First off, a lot of preparers are jumping to a lot of Uncle Clifford’s rule no 24.5 no crying at the pynk shirt. The first thing I would look at is the W-2. Is it checked “statutory employee” or is he a real estate agent that might be entitled to his expenses of selling homes or business on a Schedule C. Employee Business expenses are now out the window, but certain expenses may be addressed on a business? Did the client say “oh, by the way, I sell at Park and Swap on week-end and make an extra thousand dollars a month? My next question would be “how much did it cost you to make that extra grand?” Who knows, after fee’s, the cost of goods sold, and normal and necessary business expenses, he might have lost money. The point I am trying to make here is it doesn’t sound like this guy is an expert on determining the source, the application, the difference between passive income or possibly non-passive income. Does he really know what constitutes a business, Did he receive some 1099’s that looked and smelled like a business? Was he subcontracting and he thought he was an employee but he provided his own place of work, his own hours, his own tools, and had other customers.

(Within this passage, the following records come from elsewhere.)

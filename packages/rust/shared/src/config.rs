//! Application configuration for landeval.
//!
//! User config lives at `~/.landeval/landeval.toml`.
//! CLI flags override config file values, which override defaults.

use std::path::{Path, PathBuf};

use serde::{Deserialize, Serialize};

use crate::error::{LandEvalError, Result};

/// Default configuration file name.
const CONFIG_FILE_NAME: &str = "landeval.toml";

/// Default config directory name under the user's home.
const CONFIG_DIR_NAME: &str = ".landeval";

// ---------------------------------------------------------------------------
// Config structs (matching landeval.toml schema)
// ---------------------------------------------------------------------------

/// Top-level application config, deserialized from TOML.
#[derive(Debug, Clone, Default, Serialize, Deserialize)]
pub struct AppConfig {
    /// Dataset and staging settings.
    #[serde(default)]
    pub data: DataConfig,

    /// Report output settings.
    #[serde(default)]
    pub reports: ReportsConfig,

    /// Analysis engine bridge settings.
    #[serde(default)]
    pub engine: EngineConfig,
}

/// `[data]` section.
#[derive(Debug, Clone, Serialize, Deserialize)]
pub struct DataConfig {
    /// Path to the master dataset CSV.
    #[serde(default = "default_master_path")]
    pub master_path: String,

    /// Staging directory for per-run extracts.
    #[serde(default = "default_staging_dir")]
    pub staging_dir: String,

    /// Column name used as the record identifier.
    #[serde(default = "default_identifier_field")]
    pub identifier_field: String,
}

impl Default for DataConfig {
    fn default() -> Self {
        Self {
            master_path: default_master_path(),
            staging_dir: default_staging_dir(),
            identifier_field: default_identifier_field(),
        }
    }
}

fn default_master_path() -> String {
    "database/master.csv".into()
}
fn default_staging_dir() -> String {
    "database/cork".into()
}
fn default_identifier_field() -> String {
    crate::types::DEFAULT_IDENTIFIER_FIELD.into()
}

/// `[reports]` section.
#[derive(Debug, Clone, Serialize, Deserialize)]
pub struct ReportsConfig {
    /// Directory where rendered reports are written.
    #[serde(default = "default_reports_dir")]
    pub output_dir: String,
}

impl Default for ReportsConfig {
    fn default() -> Self {
        Self {
            output_dir: default_reports_dir(),
        }
    }
}

fn default_reports_dir() -> String {
    "reports".into()
}

/// `[engine]` section — how to reach the external analysis engine.
#[derive(Debug, Clone, Serialize, Deserialize)]
pub struct EngineConfig {
    /// Bridge command (e.g., "python").
    #[serde(default = "default_bridge_cmd")]
    pub bridge_cmd: String,

    /// Bridge script path handed to the command.
    #[serde(default = "default_bridge_script")]
    pub bridge_script: String,

    /// Working directory for the bridge subprocess. Empty = current dir.
    #[serde(default)]
    pub working_dir: String,
}

impl Default for EngineConfig {
    fn default() -> Self {
        Self {
            bridge_cmd: default_bridge_cmd(),
            bridge_script: default_bridge_script(),
            working_dir: String::new(),
        }
    }
}

fn default_bridge_cmd() -> String {
    "python".into()
}
fn default_bridge_script() -> String {
    "bridge/engine_bridge.py".into()
}

// ---------------------------------------------------------------------------
// Config loading
// ---------------------------------------------------------------------------

/// Get the path to the config directory (`~/.landeval/`).
pub fn config_dir() -> Result<PathBuf> {
    let home = dirs::home_dir()
        .ok_or_else(|| LandEvalError::config("could not determine home directory"))?;
    Ok(home.join(CONFIG_DIR_NAME))
}

/// Get the path to the config file (`~/.landeval/landeval.toml`).
pub fn config_file_path() -> Result<PathBuf> {
    Ok(config_dir()?.join(CONFIG_FILE_NAME))
}

/// Load the application config from disk. Returns defaults if the file does not exist.
pub fn load_config() -> Result<AppConfig> {
    let path = config_file_path()?;

    if !path.exists() {
        tracing::debug!(?path, "config file not found, using defaults");
        return Ok(AppConfig::default());
    }

    load_config_from(&path)
}

/// Load the application config from a specific file path.
pub fn load_config_from(path: &Path) -> Result<AppConfig> {
    let content = std::fs::read_to_string(path).map_err(|e| LandEvalError::io(path, e))?;

    toml::from_str(&content).map_err(|e| {
        LandEvalError::config(format!("failed to parse {}: {e}", path.display()))
    })
}

/// Create the config directory and write a default config file.
/// Returns the path to the created file.
pub fn init_config() -> Result<PathBuf> {
    let dir = config_dir()?;
    std::fs::create_dir_all(&dir).map_err(|e| LandEvalError::io(&dir, e))?;

    let path = dir.join(CONFIG_FILE_NAME);
    let config = AppConfig::default();
    let content =
        toml::to_string_pretty(&config).map_err(|e| LandEvalError::config(e.to_string()))?;

    std::fs::write(&path, content).map_err(|e| LandEvalError::io(&path, e))?;
    tracing::info!(?path, "created default config file");

    Ok(path)
}

#[cfg(test)]
mod tests {
    use super::*;

    #[test]
    fn defaults_match_expected_layout() {
        let config = AppConfig::default();
        assert_eq!(config.data.master_path, "database/master.csv");
        assert_eq!(config.data.staging_dir, "database/cork");
        assert_eq!(config.data.identifier_field, "StockNumber");
        assert_eq!(config.reports.output_dir, "reports");
    }

    #[test]
    fn partial_toml_fills_defaults() {
        let config: AppConfig = toml::from_str(
            r#"
            [data]
            master_path = "custom/master.csv"
            "#,
        )
        .unwrap();

        assert_eq!(config.data.master_path, "custom/master.csv");
        assert_eq!(config.data.identifier_field, "StockNumber");
        assert_eq!(config.reports.output_dir, "reports");
    }

    #[test]
    fn roundtrip_through_toml() {
        let config = AppConfig::default();
        let text = toml::to_string_pretty(&config).unwrap();
        let parsed: AppConfig = toml::from_str(&text).unwrap();
        assert_eq!(parsed.data.staging_dir, config.data.staging_dir);
    }
}
//! Projects one master record into per-segment extracts.

use std::collections::BTreeMap;

use tracing::{info, instrument, warn};

use landeval_shared::{Extract, LandEvalError, MasterRecord, Result, SegmentSpec};

use crate::staging::StagingArea;

/// Non-fatal coverage warning recorded during segmentation.
#[derive(Debug, Clone, PartialEq, Eq)]
pub struct SegmentWarning {
    /// Segment the warning applies to.
    pub segment: String,
    /// Declared columns absent from the record's schema.
    pub missing: Vec<String>,
}

/// Result of segmenting one record: the written extracts keyed by
/// segment name, plus recorded diagnostics. Segments with zero matching
/// columns are absent from `extracts` and listed in `skipped`.
#[derive(Debug, Default)]
pub struct Segmentation {
    pub extracts: BTreeMap<String, Extract>,
    pub warnings: Vec<SegmentWarning>,
    pub skipped: Vec<String>,
}

/// Check column coverage for one segment.
///
/// Returns true iff at least one declared column is present — partial
/// coverage is allowed (and warned about), only an empty intersection
/// blocks materialization.
pub fn validate_coverage(segment: &str, present: &[&str], required: &[&str]) -> bool {
    if present.len() < required.len() {
        let missing: Vec<&&str> = required.iter().filter(|c| !present.contains(c)).collect();
        warn!(segment, ?missing, "segment has partial column coverage");
    }
    !present.is_empty()
}

/// Project `record` onto each spec's available columns and write one CSV
/// extract per materialized segment into the staging area.
///
/// Extract columns are exactly `spec.columns ∩ record.columns`, in the
/// spec-declared order. Writing is deterministic: re-running the same
/// listing overwrites the same paths.
#[instrument(skip_all, fields(listing_id = record.identifier(), specs = specs.len()))]
pub fn segment(
    record: &MasterRecord,
    specs: &[SegmentSpec],
    staging: &StagingArea,
) -> Result<Segmentation> {
    let mut result = Segmentation::default();

    for spec in specs {
        let present: Vec<&str> = spec
            .columns
            .iter()
            .copied()
            .filter(|c| record.has_column(c))
            .collect();

        if !validate_coverage(spec.name, &present, &spec.columns) {
            warn!(segment = spec.name, "no declared columns present, skipping segment");
            result.skipped.push(spec.name.to_string());
            continue;
        }

        if present.len() < spec.columns.len() {
            let missing: Vec<String> = spec
                .columns
                .iter()
                .filter(|c| !present.contains(c))
                .map(|c| c.to_string())
                .collect();
            result.warnings.push(SegmentWarning {
                segment: spec.name.to_string(),
                missing,
            });
        }

        let path = staging.path_for(spec.file_name);
        let mut writer = csv::Writer::from_path(&path)?;
        writer.write_record(&present)?;
        writer.write_record(present.iter().map(|c| record.get(c).unwrap_or_default()))?;
        writer.flush().map_err(|e| LandEvalError::io(&path, e))?;

        info!(
            segment = spec.name,
            columns = present.len(),
            path = %path.display(),
            "extract written"
        );

        result.extracts.insert(
            spec.name.to_string(),
            Extract {
                segment: spec.name.to_string(),
                path,
                columns: present.iter().map(|c| c.to_string()).collect(),
            },
        );
    }

    Ok(result)
}
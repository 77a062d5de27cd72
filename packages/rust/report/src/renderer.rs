//! Report rendering with graceful degradation.
//!
//! Each render call probes the rich capability first and falls back to a
//! verbatim plain-text artifact when the rich path is unavailable or
//! fails mid-flight. Exactly one artifact is produced per call.

use std::path::{Path, PathBuf};

use chrono::{DateTime, Utc};
use tracing::{debug, info, instrument, warn};

use landeval_shared::{LandEvalError, Report, ReportFormat, Result};

use crate::rich;

/// Filename stamp format; collisions within one second for the same
/// listing are an accepted limitation.
const TIMESTAMP_FORMAT: &str = "%Y%m%d_%H%M%S";

/// Renders report text into a durable artifact in the output directory.
#[derive(Debug, Clone)]
pub struct ReportRenderer {
    output_dir: PathBuf,
}

impl ReportRenderer {
    /// Create a renderer writing into `output_dir`.
    pub fn new(output_dir: impl Into<PathBuf>) -> Self {
        Self {
            output_dir: output_dir.into(),
        }
    }

    /// Output directory for rendered artifacts.
    pub fn output_dir(&self) -> &Path {
        &self.output_dir
    }

    /// Render `text` for `listing_id`, preferring the rich document.
    ///
    /// The rich capability is probed per call — a previous failure does
    /// not permanently disable it. Any rich-path failure degrades to the
    /// plain-text fallback for this call only, so a report is always
    /// produced when the filesystem cooperates at all.
    #[instrument(skip(self, text), fields(listing_id = listing_id, chars = text.len()))]
    pub fn render(&self, text: &str, listing_id: &str) -> Result<Report> {
        std::fs::create_dir_all(&self.output_dir)
            .map_err(|e| LandEvalError::io(&self.output_dir, e))?;

        let now = Utc::now();

        match rich::probe() {
            Ok(()) => match self.render_rich(text, listing_id, now) {
                Ok(report) => return Ok(report),
                Err(e) => {
                    warn!(error = %e, "rich rendering failed, falling back to plain text");
                }
            },
            Err(e) => {
                debug!(error = %e, "rich renderer unavailable");
            }
        }

        self.render_fallback(text, listing_id, now)
    }

    /// Artifact path: `Land_Evaluation_{listingId}_{timestamp}.{ext}`.
    fn artifact_path(
        &self,
        listing_id: &str,
        format: ReportFormat,
        now: DateTime<Utc>,
    ) -> PathBuf {
        let stamp = now.format(TIMESTAMP_FORMAT);
        self.output_dir.join(format!(
            "Land_Evaluation_{listing_id}_{stamp}.{}",
            format.extension()
        ))
    }

    #[cfg(feature = "rich-reports")]
    fn render_rich(&self, text: &str, listing_id: &str, now: DateTime<Utc>) -> Result<Report> {
        let generated_on = now.format("%B %d, %Y").to_string();
        let document = rich::to_document(text, listing_id, &generated_on)?;

        let path = self.artifact_path(listing_id, ReportFormat::RichDocument, now);
        std::fs::write(&path, document).map_err(|e| LandEvalError::io(&path, e))?;

        info!(path = %path.display(), "rich report written");
        Ok(Report {
            format: ReportFormat::RichDocument,
            path,
            listing_id: listing_id.to_string(),
            created_at: now,
        })
    }

    #[cfg(not(feature = "rich-reports"))]
    fn render_rich(&self, _text: &str, _listing_id: &str, _now: DateTime<Utc>) -> Result<Report> {
        Err(LandEvalError::Render("rich renderer not compiled in".into()))
    }

    /// Write the unmodified text verbatim as the fallback artifact.
    fn render_fallback(&self, text: &str, listing_id: &str, now: DateTime<Utc>) -> Result<Report> {
        let path = self.artifact_path(listing_id, ReportFormat::PlainText, now);
        std::fs::write(&path, text).map_err(|e| LandEvalError::io(&path, e))?;

        info!(path = %path.display(), "plain-text report written");
        Ok(Report {
            format: ReportFormat::PlainText,
            path,
            listing_id: listing_id.to_string(),
            created_at: now,
        })
    }
}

Uncle Clifford’s rule no 24.5 no crying at the pynk shirt, hoodie, sweater and v-neck t-shirt
Best Uncle Clifford’s rule no 24.5 no crying at the pynk shirt
See where I am going with this? I am not trying to defend some dis-honest tax preparers and Uncle Clifford’s rule no 24.5 no crying at the pynk shirt, the first thing I wondered was the preparer taking a percentage of the refund and leaving town before the audit. Crooks are everywhere and certainly from some fly by night operators that are after a quick buck. Still, you need to ask the preparer why he took an NOL. I’d love to know where this invitation letter stuff started. They are meaningless in obtaining a US visa. Easily faked and easily ignored. Isn’t worth the paper it is printed on because it proves nothing. Don’t bother with an invitation letter. Most people won’t write to them as it is a waste of their time. As Mel Burslan states, provide the details of the conference, payment receipts and your booked travel arrangements. If your travel is legitimate, your visa will be approved. An invitation letter will not improve those chances and, honestly, the more “perfect” the trip appears to be with all of this paperwork, the more likely your visa application will be denied.